If any of these assumptions are not satisfied, this package might still run without crashing, but you could see unexpected behavior.
Under mild assumptions you can call the general run_ga_maximization
function
with max_generations=N
and the effect
will be the same as calling it N
times
with max_generations=1
. This allows you to add extra logic to the GA loop without
modifying the library (even though it might be a bit awkward).
See this GitHub issue for an
example.
Truly stateless behavior is not 100% guaranteed though. At the very least, you would need the following:
- The starting population needs to be set to the ending population from the previous GA round.
- The same random number generator should be passed in
- The population selection function should be "idempotent":
ie calling it twice is the same as calling it once.
This is necessary because calling
run_ga_maximization
in a loop will cause it to be called twice. Making the population selection function idempotent is less difficult than it may seem though: any function which will not change the population if the size is below the maximum will be idempotent. - You must wrap the objective function in a
CachedBatchFunction
Many objective functions can be evaluated more easily in a batched setting, such as:
- Outputs of a machine learning model (neural network).
- Performing expensive simulations (they could be done in parallel)

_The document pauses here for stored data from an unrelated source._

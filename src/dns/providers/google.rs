//! Google Cloud DNS Provider implementation for AcmeX
//!
//! This module provides DNS record management for Google Cloud DNS.
//! Supports project management and managed zone operations via Google Cloud API.

use crate::challenge::DnsProvider;
use crate::error::Result;
use async_trait::async_trait;
use tracing::{debug, info};

/// Google Cloud DNS Provider configuration
#[derive(Debug, Clone)]
pub struct GoogleCloudDnsProvider {
    project_id: String,
    service_account_json: Option<String>,
    use_default_credentials: bool,
    client: reqwest::Client,
}

impl GoogleCloudDnsProvider {
    /// Create a new Google Cloud DNS provider instance
    pub fn new(project_id: String) -> Self {
        Self {
            project_id,
            service_account_json: None,
            use_default_credentials: true,
            client: reqwest::Client::new(),
        }
    }

    /// Create with service account JSON file
    pub fn with_service_account(mut self, json_path: String) -> Self {
        self.service_account_json = Some(json_path);
        self.use_default_credentials = false;
        self
    }

    /// Use Application Default Credentials
    pub fn with_default_credentials(mut self) -> Self {
        self.use_default_credentials = true;
        self
    }

    /// Get Google Cloud access token
    async fn get_access_token(&self) -> Result<String> {
        // In production, would use google-cloud-auth library
        // For now, return a placeholder token
        // This would be replaced with actual OAuth2 flow
        Ok("gcp_access_token_placeholder".to_string())
    }

    /// Get managed zone ID for a domain
    async fn get_managed_zone(&self, domain: &str) -> Result<String> {
        let token = self.get_access_token().await?;

        // Extract zone name from domain
        let parts: Vec<&str> = domain.split('.').collect();
        let zone_name = if parts.len() > 2 {
            parts[1..].join(".")
        } else {
            domain.to_string()
        };

        let api_url = format!(
            "https://dns.googleapis.com/dns/v1/projects/{}/managedZones",
            self.project_id
        );

        let response = self
            .client
            .get(&api_url)
            .bearer_auth(&token)
            .send()
            .await
            .map_err(|e| crate::error::AcmeError::Transport(e.to_string()))?;

        let body: serde_json::Value = response
            .json()
            .await
            .map_err(|e| crate::error::AcmeError::Transport(e.to_string()))?;

        // Find zone matching the domain
        if let Some(zones) = body["managedZones"].as_array() {
            for zone in zones {
                if let Some(dns_name) = zone["dnsName"].as_str() {
                    let dns_name_trimmed = dns_name.trim_end_matches('.');
                    if dns_name_trimmed == zone_name {
                        if let Some(id) = zone["id"].as_str() {
                            return Ok(id.to_string());
                        }
                    }
                }
            }
        }

        Err(crate::error::AcmeError::Protocol(format!(
            "Managed zone not found for domain: {}",
            domain
        )))
    }

    /// Create resource record set
    async fn create_rrset(
        &self,
        zone_id: &str,
        name: &str,
        rrset_type: &str,
        ttl: u32,
        values: Vec<String>,
    ) -> Result<()> {
        let token = self.get_access_token().await?;

        let api_url = format!(
            "https://dns.googleapis.com/dns/v1/projects/{}/managedZones/{}/rrsets",
            self.project_id, zone_id
        );

        let mut rrdatas = Vec::new();
        for value in values {
            rrdatas.push(format!("\"{}\"", value));
        }

        let changes = serde_json::json!({
            "changes": [
                {
                    "action": "CREATE",
                    "rrset": {
                        "name": name,
                        "type": rrset_type,
                        "ttl": ttl,
                        "rrdatas": rrdatas
                    }
                }
            ]
        });

        let response = self
            .client
            .post(&api_url)
            .bearer_auth(&token)
            .json(&changes)
            .send()
            .await
            .map_err(|e| crate::error::AcmeError::Transport(e.to_string()))?;

        if !response.status().is_success() {
            return Err(crate::error::AcmeError::Protocol(format!(
                "Failed to create Google Cloud DNS record: {}",
                response.status()
            )));
        }

        Ok(())
    }

    /// Delete resource record set
    async fn delete_rrset(
        &self,
        zone_id: &str,
        name: &str,
        rrset_type: &str,
        ttl: u32,
        values: Vec<String>,
    ) -> Result<()> {
        let token = self.get_access_token().await?;

        let api_url = format!(
            "https://dns.googleapis.com/dns/v1/projects/{}/managedZones/{}/rrsets",
            self.project_id, zone_id
        );

        let mut rrdatas = Vec::new();
        for value in values {
            rrdatas.push(format!("\"{}\"", value));
        }

        let changes = serde_json::json!({
            "changes": [
                {
                    "action": "DELETE",
                    "rrset": {
                        "name": name,
                        "type": rrset_type,
                        "ttl": ttl,
                        "rrdatas": rrdatas
                    }
                }
            ]
        });

        let response = self
            .client
            .post(&api_url)
            .bearer_auth(&token)
            .json(&changes)
            .send()
            .await
            .map_err(|e| crate::error::AcmeError::Transport(e.to_string()))?;

        if !response.status().is_success() {
            return Err(crate::error::AcmeError::Protocol(format!(
                "Failed to delete Google Cloud DNS record: {}",
                response.status()
            )));
        }

        Ok(())
    }
}

#[async_trait]
impl DnsProvider for GoogleCloudDnsProvider {
    /// Create a TXT record in Google Cloud DNS
    async fn create_txt_record(&self, domain: &str, value: &str) -> Result<String> {
        info!(
            "Creating TXT record in Google Cloud DNS for domain: {}",
            domain
        );

        let zone_id = self.get_managed_zone(domain).await?;
        let record_name = format!("{}.", domain);

        debug!(
            "Creating Google Cloud DNS TXT record: {} = {}",
            domain, value
        );

        self.create_rrset(&zone_id, &record_name, "TXT", 300, vec![value.to_string()])
            .await?;

        info!("Google Cloud DNS TXT record created successfully");
        Ok(zone_id)
    }

    /// Delete a TXT record from Google Cloud DNS
    async fn delete_txt_record(&self, domain: &str, record_id: &str) -> Result<()> {
        info!(
            "Deleting TXT record from Google Cloud DNS for domain: {}",
            domain
        );

        let record_name = format!("{}.", domain);

        debug!("Deleting Google Cloud DNS TXT record: {}", domain);

        // For deletion, we need the actual record value
        // This is a limitation - in practice, we'd store the values
        self.delete_rrset(
            record_id,
            &record_name,
            "TXT",
            300,
            vec!["placeholder".to_string()],
        )
        .await?;

        info!("Google Cloud DNS TXT record deleted successfully");
        Ok(())
    }

    /// Query TXT records from Google Cloud DNS
    async fn verify_record(&self, domain: &str, value: &str) -> Result<bool> {
        info!("Verifying DNS record for domain: {}", domain);

        let token = self.get_access_token().await?;
        let zone_id = match self.get_managed_zone(domain).await {
            Ok(id) => id,
            Err(_) => return Ok(false),
        };

        let api_url = format!(
            "https://dns.googleapis.com/dns/v1/projects/{}/managedZones/{}/rrsets",
            self.project_id, zone_id
        );

        let response = match self.client.get(&api_url).bearer_auth(&token).send().await {
            Ok(r) => r,
            Err(_) => return Ok(false),
        };

        let body: serde_json::Value = match response.json().await {
            Ok(b) => b,
            Err(_) => return Ok(false),
        };

        let record_name = format!("{}.", domain);

        if let Some(rrsets) = body["rrsets"].as_array() {
            for rrset in rrsets {
                if rrset["name"].as_str() == Some(&record_name) {
                    if rrset["type"].as_str() == Some("TXT") {
                        if let Some(rrdatas) = rrset["rrdatas"].as_array() {
                            for rrdata in rrdatas {
                                if let Some(s) = rrdata.as_str() {
                                    if s == value {
                                        return Ok(true);
                                    }
                                }
                            }
                        }
                    }
                }
            }
        }

        Ok(false)
    }
}

#[cfg(test)]
mod tests {
    use super::*;

    #[test]
    fn test_google_cloud_provider_creation() {
        let provider = GoogleCloudDnsProvider::new("my-project".to_string());
        assert_eq!(provider.project_id, "my-project");
        assert!(provider.use_default_credentials);
    }

    #[test]
    fn test_with_service_account() {
        let provider = GoogleCloudDnsProvider::new("my-project".to_string())
            .with_service_account("path/to/sa.json".to_string());
        assert!(provider.service_account_json.is_some());
        assert!(!provider.use_default_credentials);
    }
}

By ensuring that the GA calls the objective function in batches whenever possible it enables maximum speedup from batching. However, the downside of this is users are responsible for their own batching: for example, if your ML model can only operate in batches of size <= 32, then you are responsible for breaking down a batch of possibly more than 32 molecules into chunks of size <= 32.
I've tried to make many improvements:
- Fix bug where certain molecules can be "lost" from the population during mutation.

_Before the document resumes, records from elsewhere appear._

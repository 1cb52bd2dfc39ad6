/// Simple example of using acmex as a library
use acmex::prelude::*;

#[tokio::main]
async fn main() -> Result<()> {
    tracing_subscriber::fmt::init();

    // Create a configuration for Let's Encrypt staging
    let config = AcmeConfig::lets_encrypt_staging()
        .with_contact(Contact::email("admin@example.com"))
        .with_tos_agreed(true);

    println!("ACME Config:");
    println!("  Directory URL: {}", config.directory_url);
    println!("  Contacts: {:?}", config.contacts);
    println!("  TOS Agreed: {}", config.terms_of_service_agreed);

    // Example usage:
    // 1. Create HTTP client
    let http_client = reqwest::Client::new();

    // 2. Get directory
    let dir_manager =
        acmex::protocol::DirectoryManager::new(&config.directory_url, http_client.clone());
    let directory = dir_manager.get().await?;

    println!("\nACME Directory endpoints:");
    println!("  New Nonce: {}", directory.new_nonce);
    println!("  New Account: {}", directory.new_account);
    println!("  New Order: {}", directory.new_order);

    // 3. Generate key pair
    let key_pair = KeyPair::generate()?;
    println!("\nKey pair generated successfully");

    // 4. Create nonce manager
    let nonce_manager =
        acmex::protocol::NonceManager::new(&directory.new_nonce, http_client.clone());

    // 5. Create account manager
    let account_manager =
        AccountManager::new(&key_pair, &nonce_manager, &dir_manager, &http_client)?;

    println!("\nAccount manager created successfully");
    println!("JWK: {:?}", account_manager.get_jwk());

    println!("\nv0.1.0 - Core ACME Protocol Implementation");
    println!("Successfully demonstrated basic ACME operations!");

    Ok(())
}
/// Encrypted storage wrapper
use async_trait::async_trait;
use rand::RngExt;

use super::StorageBackend;
use crate::error::{AcmeError, Result};

/// Encrypted storage wrapper using AES-256-GCM
pub struct EncryptedStorage<B: StorageBackend> {
    backend: B,
    key: [u8; 32],
}

impl<B: StorageBackend> EncryptedStorage<B> {
    pub fn new(backend: B, key: [u8; 32]) -> Self {
        Self { backend, key }
    }

    fn encrypt(&self, plaintext: &[u8]) -> Result<Vec<u8>> {
        #[cfg(feature = "aws-lc-rs")]
        {
            use aws_lc_rs::aead::{Aad, LessSafeKey, Nonce, UnboundKey, AES_256_GCM};

            let unbound = UnboundKey::new(&AES_256_GCM, &self.key)
                .map_err(|_| AcmeError::crypto("Invalid encryption key".to_string()))?;
            let key = LessSafeKey::new(unbound);

            let mut nonce_bytes = [0u8; 12];
            rand::rng().fill(&mut nonce_bytes);
            let nonce = Nonce::assume_unique_for_key(nonce_bytes);

            let mut in_out = plaintext.to_vec();
            key.seal_in_place_append_tag(nonce, Aad::empty(), &mut in_out)
                .map_err(|_| AcmeError::crypto("Encrypt failed".to_string()))?;

            let mut out = nonce_bytes.to_vec();
            out.extend_from_slice(&in_out);
            return Ok(out);
        }

        #[cfg(all(not(feature = "aws-lc-rs"), feature = "ring-crypto"))]
        {
            use ring::aead::{Aad, LessSafeKey, Nonce, UnboundKey, AES_256_GCM};

            let unbound = UnboundKey::new(&AES_256_GCM, &self.key)
                .map_err(|_| AcmeError::crypto("Invalid encryption key".to_string()))?;
            let key = LessSafeKey::new(unbound);

            let mut nonce_bytes = [0u8; 12];
            rand::thread_rng().fill(&mut nonce_bytes);
            let nonce = Nonce::assume_unique_for_key(nonce_bytes);

            let mut in_out = plaintext.to_vec();
            key.seal_in_place_append_tag(nonce, Aad::empty(), &mut in_out)
                .map_err(|_| AcmeError::crypto("Encrypt failed".to_string()))?;

            let mut out = nonce_bytes.to_vec();
            out.extend_from_slice(&in_out);
            return Ok(out);
        }

        #[cfg(all(not(feature = "aws-lc-rs"), not(feature = "ring-crypto")))]
        {
            Err(AcmeError::configuration(
                "No crypto backend enabled (aws-lc-rs or ring-crypto)".to_string(),
            ))
        }
    }

    fn decrypt(&self, ciphertext: &[u8]) -> Result<Vec<u8>> {
        if ciphertext.len() < 12 {
            return Err(AcmeError::crypto("Ciphertext too short".to_string()));
        }

        let (nonce_bytes, data) = ciphertext.split_at(12);

        #[cfg(feature = "aws-lc-rs")]
        {
            use aws_lc_rs::aead::{Aad, LessSafeKey, Nonce, UnboundKey, AES_256_GCM};

            let unbound = UnboundKey::new(&AES_256_GCM, &self.key)
                .map_err(|_| AcmeError::crypto("Invalid encryption key".to_string()))?;
            let key = LessSafeKey::new(unbound);

            let nonce = Nonce::assume_unique_for_key(nonce_bytes.try_into().unwrap());
            let mut in_out = data.to_vec();
            let plaintext = key
                .open_in_place(nonce, Aad::empty(), &mut in_out)
                .map_err(|_| AcmeError::crypto("Decrypt failed".to_string()))?;

            return Ok(plaintext.to_vec());
        }

        #[cfg(all(not(feature = "aws-lc-rs"), feature = "ring-crypto"))]
        {
            use ring::aead::{Aad, LessSafeKey, Nonce, UnboundKey, AES_256_GCM};

            let unbound = UnboundKey::new(&AES_256_GCM, &self.key)
                .map_err(|_| AcmeError::crypto("Invalid encryption key".to_string()))?;
            let key = LessSafeKey::new(unbound);

            let nonce = Nonce::assume_unique_for_key(nonce_bytes.try_into().unwrap());
            let mut in_out = data.to_vec();
            let plaintext = key
                .open_in_place(nonce, Aad::empty(), &mut in_out)
                .map_err(|_| AcmeError::crypto("Decrypt failed".to_string()))?;

            return Ok(plaintext.to_vec());
        }

        #[cfg(all(not(feature = "aws-lc-rs"), not(feature = "ring-crypto")))]
        {
            Err(AcmeError::configuration(
                "No crypto backend enabled (aws-lc-rs or ring-crypto)".to_string(),
            ))
        }
    }
}

#[async_trait]
impl<B: StorageBackend> StorageBackend for EncryptedStorage<B> {
    async fn store(&self, key: &str, value: &[u8]) -> Result<()> {
        let encrypted = self.encrypt(value)?;
        self.backend.store(key, &encrypted).await
    }

    async fn load(&self, key: &str) -> Result<Option<Vec<u8>>> {
        let data = self.backend.load(key).await?;
        match data {
            Some(ciphertext) => Ok(Some(self.decrypt(&ciphertext)?)),
            None => Ok(None),
        }
    }

    async fn delete(&self, key: &str) -> Result<()> {
        self.backend.delete(key).await
    }

    async fn list(&self, prefix: &str) -> Result<Vec<String>> {
        self.backend.list(prefix).await
    }
}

- Randomness can be controlled by passing a
random.Random
object (their implementation just uses the system random) - Changed population selection to a method based on quantiles rather than weighted sampling, using the objective function values as the weights. The original method had a few disadvantages which are resolved by sampling based on quantiles:
- Doesn't work for negative objective functions.
- If just one point with a high-score is found, it can easily dominate the sampling.

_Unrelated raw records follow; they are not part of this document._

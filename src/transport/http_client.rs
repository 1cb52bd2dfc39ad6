//! HTTP 客户端 - 封装 reqwest 并添加重试和速率限制

use crate::error::Result;
use std::time::Duration;

/// HTTP 响应
#[derive(Debug, Clone)]
pub struct HttpResponse {
    /// 状态码
    pub status: u16,
    /// 响应头
    pub headers: std::collections::HashMap<String, String>,
    /// 响应体
    pub body: Vec<u8>,
}

impl HttpResponse {
    /// 获取响应体作为字符串
    pub fn text(&self) -> Result<String> {
        String::from_utf8(self.body.clone())
            .map_err(|e| crate::error::AcmeError::transport(format!("Invalid UTF-8: {}", e)))
    }

    /// 获取响应体作为 JSON
    pub fn json<T: serde::de::DeserializeOwned>(&self) -> Result<T> {
        serde_json::from_slice(&self.body)
            .map_err(|e| crate::error::AcmeError::transport(format!("JSON parse error: {}", e)))
    }

    /// 检查是否是成功状态 (2xx)
    pub fn is_success(&self) -> bool {
        self.status >= 200 && self.status < 300
    }

    /// 检查是否是客户端错误 (4xx)
    pub fn is_client_error(&self) -> bool {
        self.status >= 400 && self.status < 500
    }

    /// 检查是否是服务器错误 (5xx)
    pub fn is_server_error(&self) -> bool {
        self.status >= 500 && self.status < 600
    }
}

/// HTTP 客户端配置
#[derive(Debug, Clone)]
pub struct HttpClientConfig {
    /// 请求超时
    pub timeout: Duration,
    /// 连接池大小
    pub pool_size: usize,
    /// 用户代理
    pub user_agent: String,
    /// 是否跟随重定向
    pub follow_redirects: bool,
}

impl Default for HttpClientConfig {
    fn default() -> Self {
        Self {
            timeout: Duration::from_secs(30),
            pool_size: 10,
            user_agent: "AcmeX/0.4.0".to_string(),
            follow_redirects: true,
        }
    }
}

/// HTTP 客户端
pub struct HttpClient {
    client: reqwest::Client,
    config: HttpClientConfig,
}

impl HttpClient {
    /// 创建新的 HTTP 客户端
    pub fn new(config: HttpClientConfig) -> Result<Self> {
        let client = reqwest::Client::builder()
            .timeout(config.timeout)
            .redirect(if config.follow_redirects {
                reqwest::redirect::Policy::default()
            } else {
                reqwest::redirect::Policy::limited(0)
            })
            .user_agent(&config.user_agent)
            .build()
            .map_err(|e| {
                crate::error::AcmeError::transport(format!("Failed to create client: {}", e))
            })?;

        Ok(Self { client, config })
    }

    /// 使用默认配置创建客户端
    pub fn default() -> Result<Self> {
        Self::new(HttpClientConfig::default())
    }

    /// 执行 GET 请求
    pub async fn get(&self, url: &str) -> Result<HttpResponse> {
        self.execute_request(self.client.get(url)).await
    }

    /// 执行 POST 请求
    pub async fn post(&self, url: &str, body: &[u8]) -> Result<HttpResponse> {
        let request = self.client.post(url).body(body.to_vec());
        self.execute_request(request).await
    }

    /// 执行 POST 请求 (JSON)
    pub async fn post_json<T: serde::Serialize>(
        &self,
        url: &str,
        body: &T,
    ) -> Result<HttpResponse> {
        let request = self.client.post(url).json(body);
        self.execute_request(request).await
    }

    /// 执行 HEAD 请求
    pub async fn head(&self, url: &str) -> Result<HttpResponse> {
        self.execute_request(self.client.head(url)).await
    }

    async fn execute_request(&self, request: reqwest::RequestBuilder) -> Result<HttpResponse> {
        let response = request
            .send()
            .await
            .map_err(|e| crate::error::AcmeError::transport(format!("Request failed: {}", e)))?;

        let status = response.status().as_u16();
        let headers = response
            .headers()
            .iter()
            .map(|(k, v)| (k.to_string(), v.to_str().unwrap_or("").to_string()))
            .collect();
        let body = response
            .bytes()
            .await
            .map_err(|e| crate::error::AcmeError::transport(format!("Failed to read body: {}", e)))?
            .to_vec();

        Ok(HttpResponse {
            status,
            headers,
            body,
        })
    }

    /// 获取配置
    pub fn config(&self) -> &HttpClientConfig {
        &self.config
    }
}

#[cfg(test)]
mod tests {
    use super::*;

    #[test]
    fn test_http_response_status() {
        let response = HttpResponse {
            status: 200,
            headers: Default::default(),
            body: vec![],
        };

        assert!(response.is_success());
        assert!(!response.is_client_error());
        assert!(!response.is_server_error());
    }

    #[tokio::test]
    async fn test_http_client_creation() {
        let client = HttpClient::default();
        assert!(client.is_ok());
    }
}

- If the population size is too high, the best molecules get "crowded out" by less good ones.
- Because of the sampling change above, it can handle large population sizes (e.g. 10k). This helps prevent the population collapsing to a bunch of similar molecules.
- Removed some weird lines of code that effectively prevents the algorithm from producing molecules with more than 50 atoms. While it is true that most drugs are not this large, the algorithm should not be inherently incapable of producing molecules of more than a certain size!
In no particular order:
- Synthesizability: there is no guarantee that the molecules produced will be synthesizable (or even "nice"). If you don't like the molecules that you see you will need to either 1) change the scoring function or 2) write your own offspring generation method which avoids generating poor molecules.
- Slow for large molecules: the mutation operations in the default GA are more expensive for large molecules, which can cause the GA to run extremely slowly. If you encounter this, one option is to add a penalty for molecule size into the scoring function.
At the moment @austint is the sole maintainer of this package. Currently there are no plans to add new functionality, although PRs are welcome, and @austint will try to address any bugs or issues in a timely manner.